The standard belaying method taught to beginners at a gym these days is PBUS, which you can find out about by googling. There are other methods you'll sometimes see used, usually by older climbers, but the method you were taught has never been a standard one. So to the gym employee, it just looks like you have no clue what you're doing.

The main problem with your method is that's it's extremely strenuous and awkward. It's fine when there's almost no friction in the system, but as soon as any friction is introduced, e.g., because the rope is running around a corner, it becomes incredibly hard to pull in rope if you only apply force from below the belay device. The reason for this is that a belay device is a force-amplifying machine, and it will amplify the force *in either direction*. That is, let B be the tension in the brake-hand strand and C the tension in the climber's strand. Then the rope will stick if both B/C and C/B are less than some fixed value, which is typically about 10 (Fuss and Niegl, 2010). Normally C is greater than B, but when there is a lot of friction in the system and you're trying to pull in rope, B will be greater than C by the same factor. In the PBUS method, we use the left hand to reduce C to nearly zero, so that B can be very small. In the method you were taught, if C becomes fairly big, then you're just fighting the device to produce a big enough B.
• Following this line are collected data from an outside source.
//! Editing session: one grid plus the tool state a UI drives.
//!
//! The UI layer translates its events into calls on [`EditorSession`]:
//! pointer down/move/up become brush stamps, viewport resizes go through a
//! debouncer, and import/export hand back plain strings or image buffers.
//! Errors leave the session as it was, so a failed import keeps the old artwork.

use std::time::{Duration, Instant};

use image::RgbaImage;
use thiserror::Error;

use crate::brush::{Brush, BrushError};
use crate::color::{compose_with_alpha, Color};
use crate::config::PxgConfig;
use crate::grid::{CellPos, Grid, GridError};
use crate::layout::{compute_layout, GridLayout, ResizeDebouncer, Viewport};
use crate::output::{encode_png, OutputError};
use crate::serialize::{export_raster, export_text, import_text, ImportError, RasterError, MAX_RASTER_SCALE};

/// Error type for session operations.
#[derive(Debug, Error)]
pub enum SessionError {
    #[error(transparent)]
    Grid(#[from] GridError),
    #[error("import failed: {0}")]
    Import(#[from] ImportError),
    #[error(transparent)]
    Brush(#[from] BrushError),
    #[error(transparent)]
    Raster(#[from] RasterError),
    #[error(transparent)]
    Output(#[from] OutputError),
    /// Reading an import file failed.
    #[error("Error reading file: {0}")]
    Io(#[from] std::io::Error),
}

/// A single editing session.
#[derive(Debug, Clone)]
pub struct EditorSession {
    grid: Grid,
    base_color: String,
    alpha: u8,
    brush: Brush,
    presets: Vec<String>,
    drawing: bool,
    raster_scale: u32,
    viewport: Viewport,
    layout: GridLayout,
    debouncer: ResizeDebouncer,
    pending_viewport: Option<Viewport>,
}

impl EditorSession {
    /// Start a session from configuration, with a blank grid of the configured size.
    pub fn new(config: &PxgConfig) -> Result<Self, SessionError> {
        let editor = &config.editor;
        let grid = Grid::new(editor.width, editor.height)?;
        let brush = Brush::new(editor.brush_size)?;
        if config.export.scale == 0 || config.export.scale > MAX_RASTER_SCALE {
            return Err(RasterError::InvalidScale(config.export.scale).into());
        }
        let [vw, vh] = config.layout.viewport;
        let viewport = Viewport::new(vw, vh);
        let layout = compute_layout(viewport, grid.width(), grid.height());

        Ok(Self {
            grid,
            base_color: editor.color.clone(),
            alpha: editor.alpha,
            brush,
            presets: editor.presets.clone(),
            drawing: false,
            raster_scale: config.export.scale,
            viewport,
            layout,
            debouncer: ResizeDebouncer::new(Duration::from_millis(config.layout.resize_debounce_ms)),
            pending_viewport: None,
        })
    }

    pub fn grid(&self) -> &Grid {
        &self.grid
    }

    /// Replace the grid with a blank one of the given size.
    ///
    /// On `InvalidDimension` the current grid is kept.
    pub fn generate(&mut self, width: usize, height: usize) -> Result<(), SessionError> {
        let grid = Grid::new(width, height)?;
        log::debug!("generated {}x{} grid", width, height);
        self.replace_grid(grid);
        Ok(())
    }

    /// Canonical hex8 color of the cell at a linear index.
    pub fn cell_color(&self, index: usize) -> Result<String, GridError> {
        Ok(self.grid.get_index(index)?.to_hex8())
    }

    pub fn base_color(&self) -> &str {
        &self.base_color
    }

    /// Choose a free base color. The current alpha is kept.
    pub fn set_color(&mut self, base: &str) {
        self.base_color = base.trim().to_string();
    }

    /// Choose a preset base color. Alpha resets to fully opaque.
    pub fn select_preset(&mut self, base: &str) {
        self.set_color(base);
        self.alpha = u8::MAX;
    }

    pub fn presets(&self) -> &[String] {
        &self.presets
    }

    /// The preset equal to the current base color, if any.
    pub fn active_preset(&self) -> Option<&str> {
        self.presets.iter().find(|p| **p == self.base_color).map(String::as_str)
    }

    pub fn alpha(&self) -> u8 {
        self.alpha
    }

    pub fn set_alpha(&mut self, alpha: u8) {
        self.alpha = alpha;
    }

    pub fn brush(&self) -> Brush {
        self.brush
    }

    pub fn set_brush_size(&mut self, size: u32) -> Result<(), BrushError> {
        self.brush = Brush::new(size)?;
        Ok(())
    }

    /// The color string the next paint action writes.
    pub fn active_color(&self) -> String {
        compose_with_alpha(&self.base_color, self.alpha)
    }

    /// Stamp the brush centered on the cell at `index`. Returns the number of cells painted.
    pub fn paint_at(&mut self, index: usize) -> Result<usize, GridError> {
        let (row, col) = self.grid.position_of(index)?;
        let color = Color::parse(&self.active_color());
        let center = CellPos::new(row as i64, col as i64);
        let mut painted = 0;
        for pos in self.brush.stamp(center, self.grid.bounds()) {
            if self.grid.set_pos(pos, color) {
                painted += 1;
            }
        }
        Ok(painted)
    }

    /// Begin a drag and paint the cell under the pointer.
    pub fn pointer_down(&mut self, index: usize) -> Result<usize, GridError> {
        self.drawing = true;
        self.paint_at(index)
    }

    /// Paint the cell under the pointer if a drag is in progress.
    pub fn pointer_move(&mut self, index: usize) -> Result<usize, GridError> {
        if self.drawing {
            self.paint_at(index)
        } else {
            Ok(0)
        }
    }

    /// End the current drag.
    pub fn pointer_up(&mut self) {
        self.drawing = false;
    }

    pub fn is_drawing(&self) -> bool {
        self.drawing
    }

    /// Reset every cell to transparent.
    pub fn clear(&mut self) {
        self.grid.clear();
    }

    /// Fill every cell with the base color as chosen, ignoring the alpha slider.
    pub fn fill(&mut self) {
        self.grid.fill(Color::parse(&self.base_color));
    }

    pub fn export_text(&self) -> String {
        export_text(&self.grid)
    }

    /// Replace the grid with one parsed from text. On error the current grid is kept.
    pub fn import_text(&mut self, text: &str) -> Result<(), SessionError> {
        let grid = import_text(text)?;
        self.replace_grid(grid);
        Ok(())
    }

    /// Read a text export from disk and import it.
    #[cfg(feature = "async-io")]
    pub async fn import_file(&mut self, path: impl AsRef<std::path::Path>) -> Result<(), SessionError> {
        let text = tokio::fs::read_to_string(path.as_ref()).await?;
        self.import_text(&text)
    }

    pub fn raster_scale(&self) -> u32 {
        self.raster_scale
    }

    pub fn set_raster_scale(&mut self, scale: u32) -> Result<(), RasterError> {
        if scale == 0 || scale > MAX_RASTER_SCALE {
            return Err(RasterError::InvalidScale(scale));
        }
        self.raster_scale = scale;
        Ok(())
    }

    pub fn export_raster(&self) -> Result<RgbaImage, SessionError> {
        Ok(export_raster(&self.grid, self.raster_scale)?)
    }

    /// Raster export encoded as PNG bytes.
    pub fn export_png(&self) -> Result<Vec<u8>, SessionError> {
        Ok(encode_png(&self.export_raster()?)?)
    }

    pub fn viewport(&self) -> Viewport {
        self.viewport
    }

    pub fn layout(&self) -> GridLayout {
        self.layout
    }

    /// Record a viewport resize. The relayout happens in [`tick`](Self::tick)
    /// once resizes stop arriving for the debounce window.
    pub fn on_viewport_resize(&mut self, viewport: Viewport, now: Instant) {
        self.pending_viewport = Some(viewport);
        self.debouncer.signal(now);
    }

    /// Apply a debounced resize if its quiet window has passed.
    pub fn tick(&mut self, now: Instant) -> Option<GridLayout> {
        if !self.debouncer.poll(now) {
            return None;
        }
        let viewport = self.pending_viewport.take()?;
        Some(self.relayout(viewport))
    }

    /// Recompute cell size for `viewport`. Cell colors and counts are untouched.
    pub fn relayout(&mut self, viewport: Viewport) -> GridLayout {
        self.viewport = viewport;
        self.layout = compute_layout(viewport, self.grid.width(), self.grid.height());
        log::debug!(
            "relayout {}x{} viewport: cell size {}px",
            viewport.width,
            viewport.height,
            self.layout.cell_size
        );
        self.layout
    }

    fn replace_grid(&mut self, grid: Grid) {
        self.grid = grid;
        self.drawing = false;
        self.layout = compute_layout(self.viewport, self.grid.width(), self.grid.height());
    }
}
I tried your method with a rope that I happened to have set up for a toprope, and I also found some secondary problems.

In order to reach down far enough to get the bottom hand under the top hand, I had to do one of the following: (a) hunch over, (b) lift the belay device a little bit above the belay loops of my harness, or (c) keep my hands inverted above the belay device. Option a is incredibly awkward and looks like the body position of a newbie who doesn't know how to belay. Options b and c put everything in a position that is not the right position to hold a fall.

The other problem I found was that when there was enough friction in the system to make me work hard to pull in rope, pulling in rope became an extremely slow process. That meant that I was not spending most of my time in the passive, comfortable braking position, ready to catch a fall. You want to be in braking position almost all the time if possible.